Objectives: Interstitial lung disease (ILD) is associated with impaired survival among patients with connective tissue diseases (CTDs), but population-based data on the frequency of ILD and pulmonary hypertension (PH) in different CTD subtypes and the impact on survival are sparse.

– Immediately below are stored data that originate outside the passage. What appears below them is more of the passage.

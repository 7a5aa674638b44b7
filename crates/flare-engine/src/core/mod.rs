//! Contract between the window runtime and an application.

mod app;
mod ctx;

pub use app::{App, AppControl};
pub use ctx::{FrameCtx, WindowCtx};
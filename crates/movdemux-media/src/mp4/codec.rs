//! Codec identifiers and the tag tables that map sample-description formats
//! and MPEG-4 object types onto them.

use std::fmt;

/// Media type of a track, from its handler reference.
#[derive(Debug, Clone, Copy, PartialEq, Eq, Default)]
#[cfg_attr(feature = "serialize", derive(serde::Serialize, serde::Deserialize))]
#[cfg_attr(feature = "serialize", serde(rename_all = "lowercase"))]
pub enum MediaType {
    Video,
    Audio,
    #[default]
    Other,
}

impl MediaType {
    /// Map an `hdlr` subtype.
    pub fn from_handler(subtype: [u8; 4]) -> Self {
        match &subtype {
            b"vide" => Self::Video,
            b"soun" => Self::Audio,
            _ => Self::Other,
        }
    }

    pub fn is_video(&self) -> bool {
        matches!(self, Self::Video)
    }

    pub fn is_audio(&self) -> bool {
        matches!(self, Self::Audio)
    }
}

/// Codec carried by a track.
#[derive(Debug, Clone, Copy, PartialEq, Eq, Default)]
#[cfg_attr(feature = "serialize", derive(serde::Serialize, serde::Deserialize))]
#[cfg_attr(feature = "serialize", serde(rename_all = "snake_case"))]
pub enum CodecId {
    #[default]
    None,
    H264,
    Hevc,
    Mpeg4,
    Mjpeg,
    Aac,
    Mp3,
    PcmU8,
    PcmS16Be,
    PcmS16Le,
}

impl CodecId {
    /// Look up a sample-description format tag for the given media type.
    pub fn from_tag(media_type: MediaType, tag: [u8; 4]) -> Self {
        match media_type {
            MediaType::Video => match &tag {
                b"avc1" | b"avc3" => Self::H264,
                b"hvc1" | b"hev1" => Self::Hevc,
                b"mp4v" => Self::Mpeg4,
                b"jpeg" | b"mjpa" | b"mjpb" | b"AVDJ" => Self::Mjpeg,
                _ => Self::None,
            },
            // Tracks without a handler fall back to the audio table.
            MediaType::Audio | MediaType::Other => match &tag {
                b"mp4a" => Self::Aac,
                b".mp3" | b"mp3 " | b"ms\x00\x55" => Self::Mp3,
                b"raw " => Self::PcmU8,
                b"twos" | b"lpcm" => Self::PcmS16Be,
                b"sowt" => Self::PcmS16Le,
                _ => Self::None,
            },
        }
    }

    /// Look up an MPEG-4 systems object type indication.
    pub fn from_object_type(object_type: u8) -> Self {
        match object_type {
            0x20 => Self::Mpeg4,
            0x21 => Self::H264,
            0x23 => Self::Hevc,
            0x40 | 0x66 | 0x67 | 0x68 => Self::Aac,
            0x69 | 0x6B => Self::Mp3,
            0x6C => Self::Mjpeg,
            _ => Self::None,
        }
    }

    /// Every sample of an intra-only codec is a sync point.
    pub fn is_intra_only(&self) -> bool {
        matches!(
            self,
            Self::Mjpeg | Self::PcmU8 | Self::PcmS16Be | Self::PcmS16Le
        )
    }

    pub fn as_str(&self) -> &'static str {
        match self {
            Self::None => "unknown",
            Self::H264 => "h264",
            Self::Hevc => "hevc",
            Self::Mpeg4 => "mpeg4",
            Self::Mjpeg => "mjpeg",
            Self::Aac => "aac",
            Self::Mp3 => "mp3",
            Self::PcmU8 => "pcm_u8",
            Self::PcmS16Be => "pcm_s16be",
            Self::PcmS16Le => "pcm_s16le",
        }
    }
}

impl fmt::Display for CodecId {
    fn fmt(&self, f: &mut fmt::Formatter<'_>) -> fmt::Result {
        f.write_str(self.as_str())
    }
}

Methods: We included patients with a first-time ICD-10 diagnosis of systemic sclerosis (SSc), mixed connective tissue disease (MCTD), myositis, systemic lupus erythematosus (SLE), or Sjögren’s disease registered in the Danish National Patient Registry between 2000 and 2015. Among these, we identified patients with ILD and PH. Using Kaplan–Meier analysis, we assessed survival for the five subtypes of CTD ± ILD and compared survival among CTD patients overall ± ILD with survival in the general population ± ILD. Results: We identified 11,731 patients with a diagnosis of CTD; 637 (5.4%) had a diagnosis of ILD. The proportion of patients with ILD was higher in SSc (13.4%) and MCTD (9.1%) than in myositis (6.0%), SLE (4.1%), and Sjögren (2.8%). Fifty-one percent were diagnosed with ILD in their fifties and sixties. PH was more frequent in SSc (7.5%) and MCTD (4.1%). Five-year survival was 73.3% (66.7–80.6) in SSc-ILD, 81.0% (69.0–95.1) in MCTD-ILD, 84.7% (77.3–92.9) in myositis-ILD, 83.5% (76.2–91.5) in SLE-ILD, and 84.7 (78.4–91.6) in Sjögren-associated ILD. Survival in CTD-ILD overall was impaired for all age groups compared with CTD alone. Age-stratified survival was comparable between CTD-ILD and ILD in the general population. The survival gap between ILD and non-ILD increased with age. Conclusion: Survival was comparable between different CTD-ILD subtypes and comparable to survival in non-CTD-ILD.